The endogenous opioid peptide β-endorphin was reported to affect T lymphocyte function by either increasing proliferation or altering cytokine responses [34]–[37], inhibiting these responses [5], [38], [39], or eliciting opposing effects depending on the culture conditions [40]. For example, Garcia et al. found that β-endorphin inhibited in a dose-dependent manner the release of IL-2 in concanavalin A-stimulated splenic lymphocytes measured 24 h after stimulation [38] and the intracerebroventricular administration of β-endorphin induced a significant inhibition in splenocyte proliferation [39]. Recently, β-endorphin was shown to inhibit IL-2 transcription in a human T cell line [41]. In this study, proliferation of T cells harvested from EAE rats induced by the MBP68–86 peptide stimulation was decreased in the presence of different concentrations of BE stimulation in vitro; that is, BE down-regulated T cell responses. Singhal et al. considered that opiate-induced T cell apoptosis may be mediated through the JNK cascade and activation of caspases 8 and 3 [42].
Numerous studies have shown that EA pretreatment inhibited neuronal apoptosis in animals with cerebral diseases [43]–[45]. However, Wu et al. suggested that EA therapy improved ulcerative colitis in rats, likely due to the promotion of neutrophil apoptosis and the down-regulation of monocyte-derived cytokines [46]. Flow cytometric data presented in this report demonstrated that apoptosis was significantly increased in the EA group 14 and 21 days post immunization.

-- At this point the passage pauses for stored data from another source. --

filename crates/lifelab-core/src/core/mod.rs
//! Stateless foundation layer: data models and pattern-library I/O.

pub mod io;
pub mod models;
pub mod geometry;
pub mod grid;
pub mod ids;
pub mod pattern;
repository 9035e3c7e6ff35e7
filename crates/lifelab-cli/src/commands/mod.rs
pub mod patterns;
pub mod run;
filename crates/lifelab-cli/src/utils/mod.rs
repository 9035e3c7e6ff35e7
pub mod parser;
pub mod progress;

Glucocorticoids and opioid peptides may have triggered apoptosis after binding to specific cytoplasmic membrane receptors resulting in Fas activation (resulting in apoptosis) [47].

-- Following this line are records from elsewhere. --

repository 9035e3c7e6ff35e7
use crate::core::models::ids::InstanceId;

/// The interaction mode of a session. Exactly one is active at a time.
#[derive(Debug, Clone, PartialEq, Eq)]
pub enum Mode {
    /// Browsing the pattern categories.
    CategoryBrowsing,
    /// Browsing the patterns of one category.
    PatternBrowsing { category: String },
    /// A pattern is picked and waiting for a placement position.
    Placing { category: String, name: String },
    /// A placed instance is selected and can be nudged around.
    IdleWithSelection { id: InstanceId },
    /// The registry has been committed; the grid is authoritative.
    Running,
}

impl Mode {
    pub fn is_running(&self) -> bool {
        matches!(self, Mode::Running)
    }

    /// True for the three pre-selection, pre-run picker modes.
    pub fn is_browsing(&self) -> bool {
        matches!(
            self,
            Mode::CategoryBrowsing | Mode::PatternBrowsing { .. } | Mode::Placing { .. }
        )
    }
}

Taken together, our recent and previous studies demonstrated that electroacupunctue treatment of rats presenting with EAE promoted the expression of β-endorphin and activated HPA to release ACTH resulting in a re-establishment of the Th1/Th2 and Th17/Treg balance and a decrease the proliferation of T-cells associated with the pathology of EAE.
Funding Statement
The study is financially supported by National Nature Science Foundation of China (81100883), the Science and Technology Study project of the Education Department of Heilongjiang Province (11541114) and the Harbin Medical University Innovation Fund for Postgraduates (HCXB2010001). The funders had no role in study design, data collection and analysis, decision to publish, or preparation of the manuscript.